241 million reasons to prevent malaria
Malaria remains a major health and social challenge. It is a life-threatening illness caused by Plasmodium parasites, which are spread to people through the bites of infected mosquitoes. The first symptoms of the disease – which include fever, headache, chills, and tiredness – usually appear around 7 to 10 days after infection. If left untreated, the illness can rapidly become severe and can lead to death.
In 2020, there were 241 million cases of malaria worldwide – and 627,000 deaths. [1] Countries in the sub-Saharan region of Africa carry a disproportionately high share of the global malaria burden, accounting for 95% of all malaria cases and 96% of deaths. [1] Sadly, around 80% of these deaths occur in children under five years of age. [1]
Defeating malaria requires a multi-pronged approach to improving the prevention, diagnosis, and treatment of the disease. Since 2015, our Global Health Institute has engaged in fighting malaria – to help with developing and providing access to innovative drugs and technologies aimed at its prevention, diagnosis, control, and elimination.

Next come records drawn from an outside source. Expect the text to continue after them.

// Copyright (c) 2025 Kirky.X
//
// Licensed under the MIT License
// See LICENSE file in the project root for full license information.

use async_trait::async_trait;
use dashmap::DashMap;
use std::time::{Duration, Instant};
use tracing::debug;

use crate::infrastructure::cache::backend::{CacheBackend, CacheError};

/// 缓存条目
#[derive(Clone)]
struct CacheEntry {
    value: String,
    expires_at: Instant,
}

impl CacheEntry {
    fn new(value: String, ttl: Duration) -> Self {
        Self {
            value,
            expires_at: Instant::now() + ttl,
        }
    }

    fn is_expired(&self) -> bool {
        Instant::now() >= self.expires_at
    }
}

/// 进程内缓存后端
///
/// 基于 DashMap，过期条目在读取时惰性清理。适用于单实例部署和测试。
#[derive(Default)]
pub struct MemoryCache {
    entries: DashMap<String, CacheEntry>,
}

impl MemoryCache {
    pub fn new() -> Self {
        Self::default()
    }

    pub fn is_empty(&self) -> bool {
        self.entries.is_empty()
    }

    fn read(&self, key: &str) -> Option<String> {
        let entry = self.entries.get(key)?;
        if entry.is_expired() {
            drop(entry);
            self.entries.remove(key);
            debug!("Evicted expired memory cache entry: {}", key);
            return None;
        }
        Some(entry.value.clone())
    }
}

#[async_trait]
impl CacheBackend for MemoryCache {
    async fn get(&self, key: &str) -> Result<Option<String>, CacheError> {
        Ok(self.read(key))
    }

    async fn set(&self, key: &str, value: &str, ttl: Duration) -> Result<(), CacheError> {
        self.entries
            .insert(key.to_string(), CacheEntry::new(value.to_string(), ttl));
        Ok(())
    }

    async fn delete(&self, key: &str) -> Result<(), CacheError> {
        self.entries.remove(key);
        Ok(())
    }

    async fn multi_get(&self, keys: &[String]) -> Result<Vec<Option<String>>, CacheError> {
        Ok(keys.iter().map(|key| self.read(key)).collect())
    }

    async fn multi_set(&self, entries: &[(String, String)], ttl: Duration) -> Result<(), CacheError> {
        for (key, value) in entries {
            self.entries
                .insert(key.clone(), CacheEntry::new(value.clone(), ttl));
        }
        Ok(())
    }
}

The Covid-19 pandemic demonstrated the importance of stopping the spread of infectious diseases through preventative measures. We believe the same is true for malaria – there is a need for a more holistic approach towards eliminating the disease, centered around prevention.
Malaria prevention has to be tackled through two different strategic approaches. The first one consists of boosting immune response via vaccination and/or prophylactic medications, to reduce the likelihood/probability of getting infected. The second is by using bed nets, insect repellents, and insecticides to prevent bites.

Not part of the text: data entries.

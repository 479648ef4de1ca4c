// Copyright (c) 2025 Kirky.X
//
// Licensed under the MIT License
// See LICENSE file in the project root for full license information.

use super::helpers::create_test_context;
use relationrs::domain::models::relation::{FollowStatus, MAX_CURSOR_ID};
use relationrs::domain::repositories::follower_repository::FollowerRepository;
use relationrs::domain::repositories::following_repository::FollowingRepository;
use relationrs::domain::services::relation_service::RelationError;
use sea_orm::ConnectionTrait;

/// 关注、重复关注、取关、再次关注的完整流程
///
/// 再次关注复用同一行，更新时间刷新
#[tokio::test]
async fn test_follow_unfollow_refollow_scenario() {
    let ctx = create_test_context().await;

    ctx.service.follow(1, 2).await.unwrap();
    ctx.service.follow(1, 2).await.unwrap();

    let following = ctx.following.get(1, 2).await.unwrap().unwrap();
    let follower = ctx.follower.get(2, 1).await.unwrap().unwrap();
    assert_eq!(following.status, FollowStatus::Normal);
    assert_eq!(follower.status, FollowStatus::Normal);

    ctx.service.unfollow(1, 2).await.unwrap();
    assert_eq!(
        ctx.following.get(1, 2).await.unwrap().unwrap().status,
        FollowStatus::Deleted
    );
    assert_eq!(
        ctx.follower.get(2, 1).await.unwrap().unwrap().status,
        FollowStatus::Deleted
    );

    ctx.service.follow(1, 2).await.unwrap();
    let revived = ctx.following.get(1, 2).await.unwrap().unwrap();
    let revived_mirror = ctx.follower.get(2, 1).await.unwrap().unwrap();

    assert_eq!(revived.status, FollowStatus::Normal);
    assert_eq!(revived_mirror.status, FollowStatus::Normal);
    assert_eq!(revived.id, following.id);
    assert_eq!(revived_mirror.id, follower.id);
    assert!(revived.updated_at >= following.updated_at);
    assert_eq!(revived.created_at, following.created_at);
}

#[tokio::test]
async fn test_follow_is_idempotent() {
    let ctx = create_test_context().await;

    ctx.service.follow(1, 2).await.unwrap();
    let once = ctx.following.get_uncached(1, 2).await.unwrap().unwrap();
    ctx.service.follow(1, 2).await.unwrap();
    let twice = ctx.following.get_uncached(1, 2).await.unwrap().unwrap();

    assert_eq!(once, twice);
    let page = ctx.service.get_following_list(1, 0, 10).await.unwrap();
    assert_eq!(page.len(), 1);
}

#[tokio::test]
async fn test_unfollow_is_idempotent() {
    let ctx = create_test_context().await;

    // Never followed.
    ctx.service.unfollow(1, 2).await.unwrap();
    assert!(ctx.following.get_uncached(1, 2).await.unwrap().is_none());

    ctx.service.follow(1, 2).await.unwrap();
    ctx.service.unfollow(1, 2).await.unwrap();
    let once = ctx.following.get_uncached(1, 2).await.unwrap().unwrap();
    ctx.service.unfollow(1, 2).await.unwrap();
    let twice = ctx.following.get_uncached(1, 2).await.unwrap().unwrap();

    assert_eq!(once, twice);
    assert_eq!(twice.status, FollowStatus::Deleted);
}

#[tokio::test]
async fn test_self_relation_is_rejected() {
    let ctx = create_test_context().await;

    for id in [0, 1, 42] {
        assert!(matches!(
            ctx.service.follow(id, id).await,
            Err(RelationError::InvalidArgument(_))
        ));
        assert!(matches!(
            ctx.service.unfollow(id, id).await,
            Err(RelationError::InvalidArgument(_))
        ));
    }

    // Rejected even when a row somehow exists.
    ctx.service.follow(1, 2).await.unwrap();
    assert!(matches!(
        ctx.service.unfollow(1, 1).await,
        Err(RelationError::InvalidArgument(_))
    ));
}

#[tokio::test]
async fn test_mirror_invariant() {
    let ctx = create_test_context().await;
    let pairs = [(1, 2), (1, 3), (2, 1), (3, 4)];

    for (a, b) in pairs {
        ctx.service.follow(a, b).await.unwrap();
    }
    ctx.service.unfollow(1, 3).await.unwrap();

    for (a, b) in pairs.into_iter().chain([(4, 3), (1, 4)]) {
        let following = ctx.following.get_uncached(a, b).await.unwrap();
        let follower = ctx.follower.get_uncached(b, a).await.unwrap();

        let following_active = following.is_some_and(|r| r.status.is_active());
        let follower_active = follower.is_some_and(|r| r.status.is_active());
        assert_eq!(following_active, follower_active, "pair {}->{}", a, b);
    }
}

/// 取关后即使之前缓存了正常状态，也不会读到旧值
#[tokio::test]
async fn test_cache_is_coherent_after_unfollow() {
    let ctx = create_test_context().await;

    ctx.service.follow(1, 2).await.unwrap();
    // Warm both caches with the Normal rows.
    assert!(ctx.following.get(1, 2).await.unwrap().unwrap().status.is_active());
    assert!(ctx.follower.get(2, 1).await.unwrap().unwrap().status.is_active());

    ctx.service.unfollow(1, 2).await.unwrap();

    let following = ctx.following.get(1, 2).await.unwrap();
    let follower = ctx.follower.get(2, 1).await.unwrap();
    assert!(!following.is_some_and(|r| r.status.is_active()));
    assert!(!follower.is_some_and(|r| r.status.is_active()));
}

/// 关注前的读取写入了空值占位，关注提交后必须被清除
#[tokio::test]
async fn test_follow_clears_negative_cache() {
    let ctx = create_test_context().await;

    assert!(ctx.following.get(1, 2).await.unwrap().is_none());
    assert!(ctx.follower.get(2, 1).await.unwrap().is_none());

    ctx.service.follow(1, 2).await.unwrap();

    assert!(ctx.following.get(1, 2).await.unwrap().is_some());
    assert!(ctx.follower.get(2, 1).await.unwrap().is_some());
}

#[tokio::test]
async fn test_batch_get_relation() {
    let ctx = create_test_context().await;

    ctx.service.follow(1, 2).await.unwrap();
    ctx.service.follow(1, 3).await.unwrap();
    ctx.service.unfollow(1, 3).await.unwrap();

    let result = ctx
        .service
        .batch_get_relation(1, &[2, 3, 4, 2])
        .await
        .unwrap();

    assert_eq!(result.len(), 1);
    assert_eq!(result.get(&2), Some(&i64::from(FollowStatus::Normal.code())));
    assert!(!result.contains_key(&3));
    assert!(!result.contains_key(&4));
}

#[tokio::test]
async fn test_batch_get_relation_rejects_empty_input() {
    let ctx = create_test_context().await;

    assert!(matches!(
        ctx.service.batch_get_relation(0, &[1]).await,
        Err(RelationError::InvalidArgument(_))
    ));
    assert!(matches!(
        ctx.service.batch_get_relation(1, &[]).await,
        Err(RelationError::InvalidArgument(_))
    ));
}

#[tokio::test]
async fn test_following_list_pagination() {
    let ctx = create_test_context().await;
    for followed in 2..=8 {
        ctx.service.follow(1, followed).await.unwrap();
    }
    ctx.service.unfollow(1, 4).await.unwrap();

    let first = ctx.service.get_following_list(1, 0, 3).await.unwrap();
    assert_eq!(first.len(), 3);
    assert!(first.iter().all(|r| r.id <= MAX_CURSOR_ID));
    assert!(first.windows(2).all(|w| w[0].id > w[1].id));

    let cursor = first.last().unwrap().id;
    let second = ctx.service.get_following_list(1, cursor, 3).await.unwrap();
    assert!(second.iter().all(|r| r.id <= cursor && r.status.is_active()));
    assert!(second.windows(2).all(|w| w[0].id > w[1].id));

    // The cursor is inclusive; everything after it is new.
    assert_eq!(second[0].id, cursor);
    for record in &second[1..] {
        assert!(first.iter().all(|seen| seen.id != record.id));
    }

    let uids: Vec<i64> = first
        .iter()
        .chain(second[1..].iter())
        .map(|r| r.followed_uid)
        .collect();
    assert_eq!(uids, vec![8, 7, 6, 5, 3]);
}

#[tokio::test]
async fn test_follower_list_uses_default_page_size() {
    let ctx = create_test_context().await;
    for follower in 2..=25 {
        ctx.service.follow(follower, 1).await.unwrap();
    }

    let page = ctx.service.get_follower_list(1, 0, 0).await.unwrap();
    assert_eq!(page.len(), ctx.service.options().default_page_size as usize);
    assert_eq!(page[0].follower_uid, 25);
    assert!(page.iter().all(|r| r.user_id == 1));
}

/// 粉丝表写入失败时，关注表的写入一起回滚
#[tokio::test]
async fn test_follow_rolls_back_when_mirror_insert_fails() {
    let ctx = create_test_context().await;
    ctx.db
        .execute_unprepared(
            "CREATE TRIGGER reject_follower_insert BEFORE INSERT ON user_follower \
             BEGIN SELECT RAISE(ABORT, 'mirror insert rejected'); END;",
        )
        .await
        .unwrap();

    assert!(matches!(
        ctx.service.follow(1, 2).await,
        Err(RelationError::Internal(_))
    ));
    assert!(ctx.following.get_uncached(1, 2).await.unwrap().is_none());
    assert!(ctx.follower.get_uncached(2, 1).await.unwrap().is_none());
}

#[tokio::test]
async fn test_unfollow_rolls_back_when_mirror_update_fails() {
    let ctx = create_test_context().await;
    ctx.service.follow(1, 2).await.unwrap();
    ctx.db
        .execute_unprepared(
            "CREATE TRIGGER reject_follower_update BEFORE UPDATE ON user_follower \
             BEGIN SELECT RAISE(ABORT, 'mirror update rejected'); END;",
        )
        .await
        .unwrap();

    assert!(matches!(
        ctx.service.unfollow(1, 2).await,
        Err(RelationError::Internal(_))
    ));
    assert_eq!(
        ctx.following.get_uncached(1, 2).await.unwrap().unwrap().status,
        FollowStatus::Normal
    );
    assert_eq!(
        ctx.following.get(1, 2).await.unwrap().unwrap().status,
        FollowStatus::Normal
    );
}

Chemoprevention - the use of drugs to protect people living in an endemic region from contracting the disease - has recently shown real promise: significantly reducing the number of clinical malaria cases when this approach is properly applied. [2] But it relies on the standard-of-care combination treatment (Sulfadoxine-pyrimethamine plus amodiaquine), which has not been specifically developed for prevention. There is also the problem of resistance to these medications emerging in the malaria parasite.

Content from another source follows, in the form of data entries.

// Copyright (c) 2025 Kirky.X
//
// Licensed under the MIT License
// See LICENSE file in the project root for full license information.

use crate::domain::models::relation::{FollowerRecord, FollowingRecord};
use serde::{Deserialize, Serialize};
use std::collections::HashMap;

/// 关注 / 取关成功时的空响应
#[derive(Debug, Default, Serialize, Deserialize)]
pub struct EmptyResponseDto {}

/// 批量关系查询响应，键为候选用户，值为状态码
#[derive(Debug, Serialize, Deserialize)]
pub struct BatchGetRelationResponseDto {
    pub result: HashMap<i64, i64>,
}

#[derive(Debug, Serialize, Deserialize, PartialEq)]
pub struct FollowingItemDto {
    pub id: i64,
    pub followed_uid: i64,
}

impl From<FollowingRecord> for FollowingItemDto {
    fn from(record: FollowingRecord) -> Self {
        Self {
            id: record.id,
            followed_uid: record.followed_uid,
        }
    }
}

#[derive(Debug, Serialize, Deserialize)]
pub struct FollowingListResponseDto {
    pub result: Vec<FollowingItemDto>,
}

#[derive(Debug, Serialize, Deserialize, PartialEq)]
pub struct FollowerItemDto {
    pub id: i64,
    pub follower_uid: i64,
}

impl From<FollowerRecord> for FollowerItemDto {
    fn from(record: FollowerRecord) -> Self {
        Self {
            id: record.id,
            follower_uid: record.follower_uid,
        }
    }
}

#[derive(Debug, Serialize, Deserialize)]
pub struct FollowerListResponseDto {
    pub result: Vec<FollowerItemDto>,
}
// Copyright (c) 2025 Kirky.X
//
// Licensed under the MIT License
// See LICENSE file in the project root for full license information.

/// 应用程序模块
///
/// 对外接口的请求与响应结构
pub mod application;

/// 配置模块
///
/// 处理应用程序的配置设置和环境变量
pub mod config;

/// 领域模块
///
/// 关系记录、仓库接口和关系服务
pub mod domain;

/// 基础设施模块
///
/// 提供外部服务集成，如数据库、缓存和指标
pub mod infrastructure;

/// 表示层模块
///
/// 处理HTTP请求和响应，包括路由、处理器和错误映射
pub mod presentation;

/// 工具模块
///
/// 提供通用的工具函数和辅助功能
pub mod utils;
// Copyright (c) 2025 Kirky.X
//
// Licensed under the MIT License
// See LICENSE file in the project root for full license information.

use tracing_subscriber::{layer::SubscriberExt, util::SubscriberInitExt};

/// 默认日志过滤规则，可被 `RUST_LOG` 覆盖
pub const DEFAULT_FILTER: &str = "info,relationrs=debug";

pub fn init_telemetry() {
    tracing_subscriber::registry()
        .with(
            tracing_subscriber::EnvFilter::try_from_default_env()
                .unwrap_or_else(|_| DEFAULT_FILTER.into()),
        )
        .with(tracing_subscriber::fmt::layer().with_target(true))
        .init();
}
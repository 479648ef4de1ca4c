// Copyright (c) 2025 Kirky.X
//
// Licensed under the MIT License
// See LICENSE file in the project root for full license information.

use sea_orm_migration::prelude::*;

#[derive(DeriveMigrationName)]
pub struct Migration;

#[async_trait::async_trait]
impl MigrationTrait for Migration {
    async fn up(&self, manager: &SchemaManager) -> Result<(), DbErr> {
        manager
            .create_table(
                Table::create()
                    .table(UserFollowing::Table)
                    .if_not_exists()
                    .col(
                        ColumnDef::new(UserFollowing::Id)
                            .big_integer()
                            .not_null()
                            .auto_increment()
                            .primary_key(),
                    )
                    .col(ColumnDef::new(UserFollowing::UserId).big_integer().not_null())
                    .col(
                        ColumnDef::new(UserFollowing::FollowedUid)
                            .big_integer()
                            .not_null(),
                    )
                    .col(
                        ColumnDef::new(UserFollowing::Status)
                            .small_integer()
                            .not_null()
                            .default(1),
                    )
                    .col(
                        ColumnDef::new(UserFollowing::CreatedAt)
                            .timestamp_with_time_zone()
                            .not_null()
                            .default(Expr::current_timestamp()),
                    )
                    .col(
                        ColumnDef::new(UserFollowing::UpdatedAt)
                            .timestamp_with_time_zone()
                            .not_null()
                            .default(Expr::current_timestamp()),
                    )
                    .to_owned(),
            )
            .await?;

        // One row per ordered pair; upserts conflict on this index
        manager
            .create_index(
                Index::create()
                    .unique()
                    .name("uk_user_following_pair")
                    .table(UserFollowing::Table)
                    .col(UserFollowing::UserId)
                    .col(UserFollowing::FollowedUid)
                    .to_owned(),
            )
            .await?;

        manager
            .create_index(
                Index::create()
                    .name("idx_user_following_user_status_id")
                    .table(UserFollowing::Table)
                    .col(UserFollowing::UserId)
                    .col(UserFollowing::Status)
                    .col(UserFollowing::Id)
                    .to_owned(),
            )
            .await
    }

    async fn down(&self, manager: &SchemaManager) -> Result<(), DbErr> {
        manager
            .drop_table(Table::drop().table(UserFollowing::Table).to_owned())
            .await
    }
}

#[derive(DeriveIden)]
enum UserFollowing {
    Table,
    Id,
    UserId,
    FollowedUid,
    Status,
    CreatedAt,
    UpdatedAt,
}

We have recently developed a novel 3D cell-based technology to help identify safe and effective potential new drugs that may prevent the parasite from taking hold in the body; this could serve as a way to accelerate the eradication of the disease once and for all.
Did you know?
-
241M
cases of malaria worldwide in 2020. [1]
-
96%
of malaria deaths occur in sub-Saharan Africa [1]
-
80%
of these deaths occur in children under five years of age. [1]
Malaria: facts about infection
There are four main species of malaria parasite: Plasmodium falciparum is the deadliest type and is very common in sub–Saharan Africa. These highly specialized parasites have several stages in their life cycle that enable them to infect and move between their mosquito and human hosts.
People get malaria after being bitten by a female Anopheles mosquito infected after taking a blood meal from an infected person. After entering the body, the microscopic parasites – called sporozoites – quickly travel to the liver where they rapidly multiply to produce thousands of so-called merozoites. These are then released into the bloodstream to invade red blood cells. Once inside these cells, the parasite multiplies until the cells burst, releasing yet more merozoites into the bloodstream to invade uninfected red blood cells. The liver stage is asymptomatic while the blood-cell stage of infection is responsible for the symptoms of malaria, like high fever and chills. This is also when a person can transmit the infection to a mosquito during a blood meal, enabling it to spread to other people. Early diagnosis and prompt treatment of malaria are therefore of utmost importance before the illness becomes serious and life-threatening.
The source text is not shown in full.